═══ Stored data
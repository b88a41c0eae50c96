use super::{EntryId, FallbackEntry, FallbackStore};
use crate::bus::PublishError;
use crate::types::Record;
use crate::Result;
use async_trait::async_trait;
use chrono::{DateTime, Utc};
use parking_lot::Mutex;
use std::collections::BTreeMap;

/// Non-durable fallback store. Entries are lost on restart.
#[derive(Debug, Default)]
pub struct MemoryFallbackStore {
    inner: Mutex<MemoryState>,
}

#[derive(Debug, Default)]
struct MemoryState {
    entries: BTreeMap<EntryId, FallbackEntry>,
    next_id: u64,
}

impl MemoryFallbackStore {
    pub fn new() -> Self {
        Self::default()
    }
}

#[async_trait]
impl FallbackStore for MemoryFallbackStore {
    async fn put(
        &self,
        record: Record,
        attempt_count: u32,
        first_failure_at: DateTime<Utc>,
        last_error: Option<PublishError>,
    ) -> Result<EntryId> {
        let mut state = self.inner.lock();
        let id = EntryId(state.next_id);
        state.next_id += 1;
        state.entries.insert(
            id,
            FallbackEntry {
                id,
                record,
                attempt_count,
                first_failure_at,
                last_error,
                stored_at: Utc::now(),
            },
        );
        Ok(id)
    }

    async fn drain_batch(&self, limit: usize) -> Result<Vec<FallbackEntry>> {
        let state = self.inner.lock();
        Ok(state.entries.values().take(limit).cloned().collect())
    }

    async fn remove(&self, id: EntryId) -> Result<bool> {
        Ok(self.inner.lock().entries.remove(&id).is_some())
    }

    async fn len(&self) -> Result<usize> {
        Ok(self.inner.lock().entries.len())
    }
}
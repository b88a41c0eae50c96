//! Best-effort sentiment enrichment for customer interactions.
//!
//! A failing or slow classifier never fails the pipeline: the record is
//! forwarded unenriched and the failure is logged and counted.

use crate::config::EnrichmentConfig;
use crate::error::{PipelineError, Result};
use crate::metrics::PipelineMetrics;
use crate::types::{Enrichment, Record, SourceType};
use async_trait::async_trait;
use std::sync::Arc;
use tokio::time::timeout;
use tracing::{debug, warn};

/// Text classification capability provided by an external model.
#[async_trait]
pub trait Classifier: Send + Sync {
    /// Returns a sentiment score for `text`.
    async fn classify(&self, text: &str) -> Result<f64>;
}

pub struct EnrichmentStage {
    classifier: Option<Arc<dyn Classifier>>,
    config: EnrichmentConfig,
    metrics: Arc<PipelineMetrics>,
}

impl EnrichmentStage {
    pub fn new(
        classifier: Option<Arc<dyn Classifier>>,
        config: EnrichmentConfig,
        metrics: Arc<PipelineMetrics>,
    ) -> Self {
        Self {
            classifier,
            config,
            metrics,
        }
    }

    pub async fn enrich(&self, mut record: Record) -> Record {
        if record.source_type() != SourceType::CustomerInteraction
            || record.enrichment().is_some()
            || !self.config.enabled
        {
            return record;
        }

        let Some(classifier) = self.classifier.as_ref() else {
            return record;
        };

        match self.classify(classifier.as_ref(), &record).await {
            Ok(score) => {
                let enrichment = Enrichment::from_score(score, self.config.positive_threshold);
                debug!(
                    target: "amr_pipeline::enrichment",
                    record_id = %record.id(),
                    score,
                    label = ?enrichment.label,
                    "Record enriched"
                );
                // Unreachable in practice: source type and emptiness were checked above
                if let Err(e) = record.set_enrichment(enrichment) {
                    warn!(target: "amr_pipeline::enrichment", record_id = %record.id(), "Enrichment discarded: {}", e);
                    return record;
                }
                self.metrics.enrichment_applied.inc();
            }
            Err(e) => {
                self.metrics.enrichment_failures.inc();
                warn!(
                    target: "amr_pipeline::enrichment",
                    record_id = %record.id(),
                    partition_key = record.partition_key(),
                    "Forwarding record unenriched: {}",
                    e
                );
            }
        }

        record
    }

    async fn classify(&self, classifier: &dyn Classifier, record: &Record) -> Result<f64> {
        let text = record.text();
        match timeout(self.config.timeout(), classifier.classify(&text)).await {
            Ok(Ok(score)) if score.is_finite() => Ok(score),
            Ok(Ok(score)) => Err(PipelineError::ClassifierUnavailable(format!(
                "classifier returned a non-finite score ({})",
                score
            ))),
            Ok(Err(PipelineError::ClassifierUnavailable(msg))) => {
                Err(PipelineError::ClassifierUnavailable(msg))
            }
            Ok(Err(e)) => Err(PipelineError::ClassifierUnavailable(e.to_string())),
            Err(_) => Err(PipelineError::ClassifierUnavailable(format!(
                "classifier timed out after {}ms",
                self.config.timeout_ms
            ))),
        }
    }
}
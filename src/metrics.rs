use crate::Result;
use prometheus::{IntCounter, IntGauge, Registry};
use std::sync::Arc;

pub struct PipelineMetrics {
    pub records_submitted: IntCounter,
    pub records_rejected: IntCounter,
    pub records_published: IntCounter,
    pub publish_retries: IntCounter,
    pub permanent_failures: IntCounter,
    pub fallback_transfers: IntCounter,
    pub fallback_persist_failures: IntCounter,
    pub records_replayed: IntCounter,
    pub enrichment_applied: IntCounter,
    pub enrichment_failures: IntCounter,
    pub in_flight: IntGauge,
    pub fallback_size: IntGauge,
    pub registry: Registry,
}

impl PipelineMetrics {
    pub fn new() -> Result<Arc<Self>> {
        let registry = Registry::new();

        let records_submitted = IntCounter::new(
            "amr_records_submitted_total",
            "Records accepted from adapters",
        )?;
        let records_rejected = IntCounter::new(
            "amr_records_rejected_total",
            "Records rejected because the pipeline was shutting down",
        )?;
        let records_published = IntCounter::new(
            "amr_records_published_total",
            "Records acknowledged by the message bus",
        )?;
        let publish_retries = IntCounter::new(
            "amr_publish_retries_total",
            "Transient publish failures that were scheduled for retry",
        )?;
        let permanent_failures = IntCounter::new(
            "amr_permanent_failures_total",
            "Publish attempts rejected as non-retryable",
        )?;
        let fallback_transfers = IntCounter::new(
            "amr_fallback_transfers_total",
            "Records moved to the fallback store",
        )?;
        let fallback_persist_failures = IntCounter::new(
            "amr_fallback_persist_failures_total",
            "Records the fallback store failed to persist",
        )?;
        let records_replayed = IntCounter::new(
            "amr_records_replayed_total",
            "Fallback entries resubmitted for delivery",
        )?;
        let enrichment_applied = IntCounter::new(
            "amr_enrichment_applied_total",
            "Customer interactions enriched with a sentiment score",
        )?;
        let enrichment_failures = IntCounter::new(
            "amr_enrichment_failures_total",
            "Classifier failures or timeouts; the record was forwarded unenriched",
        )?;
        let in_flight = IntGauge::new(
            "amr_delivery_in_flight",
            "Delivery attempts queued or being published",
        )?;
        let fallback_size = IntGauge::new(
            "amr_fallback_size",
            "Entries held by the fallback store at the last observation",
        )?;

        registry.register(Box::new(records_submitted.clone()))?;
        registry.register(Box::new(records_rejected.clone()))?;
        registry.register(Box::new(records_published.clone()))?;
        registry.register(Box::new(publish_retries.clone()))?;
        registry.register(Box::new(permanent_failures.clone()))?;
        registry.register(Box::new(fallback_transfers.clone()))?;
        registry.register(Box::new(fallback_persist_failures.clone()))?;
        registry.register(Box::new(records_replayed.clone()))?;
        registry.register(Box::new(enrichment_applied.clone()))?;
        registry.register(Box::new(enrichment_failures.clone()))?;
        registry.register(Box::new(in_flight.clone()))?;
        registry.register(Box::new(fallback_size.clone()))?;

        Ok(Arc::new(Self {
            records_submitted,
            records_rejected,
            records_published,
            publish_retries,
            permanent_failures,
            fallback_transfers,
            fallback_persist_failures,
            records_replayed,
            enrichment_applied,
            enrichment_failures,
            in_flight,
            fallback_size,
            registry,
        }))
    }
}

#[cfg(test)]
mod tests {
    use super::*;

    #[test]
    fn test_metrics_registered() {
        let metrics = PipelineMetrics::new().unwrap();
        metrics.records_published.inc();
        metrics.in_flight.set(3);

        let families = metrics.registry.gather();
        assert_eq!(families.len(), 12);
        assert_eq!(metrics.records_published.get(), 1);
        assert_eq!(metrics.in_flight.get(), 3);
    }
}
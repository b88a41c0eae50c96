//! Delivery worker pool: ordered, retrying publication to the message bus.

pub mod attempt;
pub mod backoff;
pub mod pool;

pub use attempt::DeliveryAttempt;
pub use backoff::Backoff;
pub use pool::{DeliveryEvent, DeliveryPool, FallbackReason};
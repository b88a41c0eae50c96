//! Durable holding area for records that could not be delivered.

pub mod file;
pub mod memory;
pub mod replayer;

use crate::bus::PublishError;
use crate::config::{FallbackBackend, FallbackConfig};
use crate::types::Record;
use crate::Result;
use async_trait::async_trait;
use chrono::{DateTime, Utc};
use serde::{Deserialize, Serialize};
use std::fmt;
use std::sync::Arc;

pub use file::FileFallbackStore;
pub use memory::MemoryFallbackStore;
pub use replayer::{FallbackReplayer, ReplayReport};

#[derive(Debug, Clone, Copy, PartialEq, Eq, Hash, PartialOrd, Ord, Serialize, Deserialize)]
pub struct EntryId(pub u64);

impl fmt::Display for EntryId {
    fn fmt(&self, f: &mut fmt::Formatter<'_>) -> fmt::Result {
        write!(f, "fallback-{}", self.0)
    }
}

#[derive(Debug, Clone, PartialEq, Serialize, Deserialize)]
pub struct FallbackEntry {
    pub id: EntryId,
    pub record: Record,
    pub attempt_count: u32,
    pub first_failure_at: DateTime<Utc>,
    pub last_error: Option<PublishError>,
    pub stored_at: DateTime<Utc>,
}

#[async_trait]
pub trait FallbackStore: Send + Sync {
    async fn put(
        &self,
        record: Record,
        attempt_count: u32,
        first_failure_at: DateTime<Utc>,
        last_error: Option<PublishError>,
    ) -> Result<EntryId>;

    /// Oldest entries first, at most `limit` of them.
    ///
    /// Entries stay in the store until `remove` is called, so a batch that
    /// could not be resubmitted is returned again by the next call.
    async fn drain_batch(&self, limit: usize) -> Result<Vec<FallbackEntry>>;

    /// Deletes an entry after successful replay or an operator purge.
    /// Returns whether the entry existed.
    async fn remove(&self, id: EntryId) -> Result<bool>;

    async fn len(&self) -> Result<usize>;

    async fn is_empty(&self) -> Result<bool> {
        Ok(self.len().await? == 0)
    }
}

/// Opens the backend selected by `config`.
pub async fn open_store(config: &FallbackConfig) -> Result<Arc<dyn FallbackStore>> {
    match &config.backend {
        FallbackBackend::Memory => Ok(Arc::new(MemoryFallbackStore::new())),
        FallbackBackend::File { path } => {
            let store = FileFallbackStore::open(path, config.fsync_on_write, config.compaction_threshold).await?;
            Ok(Arc::new(store))
        }
    }
}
══════
What you have to do — Work out the count of lines in the data above containing the string "BTreeMap". Give it alone.

Output of the exercise — 2